[[ Exercise data open ]]

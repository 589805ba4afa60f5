use thiserror::Error;

/// Errors surfaced to callers of the stream manager.
///
/// Clone so a single failure can be fanned out to every pending waiter.
#[derive(Debug, Clone, PartialEq, Eq, Error)]
pub enum WebRtcError {
    #[error("WebRTC factory not initialized: {0}")]
    FactoryNotInitialized(String),

    #[error("invalid signaling URL: {0}")]
    InvalidSignalingUrl(String),

    #[error("signaling connection lost")]
    SignalingConnectionLost,

    #[error("signaling rejected with HTTP {0} (bad or expired auth token?)")]
    Unauthorized(u16),

    #[error("Janus error {code}: {reason}")]
    Janus { code: i64, reason: String },

    #[error("peer connection failed: {0}")]
    PeerConnectionFailed(String),
}

impl WebRtcError {
    /// Wrap an internal `anyhow` chain as a peer failure, keeping the context.
    pub(crate) fn peer(err: anyhow::Error) -> Self {
        WebRtcError::PeerConnectionFailed(format!("{err:#}"))
    }
}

[[ Exercise data closed ]]

* _What is being asked_: All lines that contain the word "Janus" should be copied from the listing.

* _Result for this task_:
    #[error("Janus error {code}: {reason}")]
    Janus { code: i64, reason: String },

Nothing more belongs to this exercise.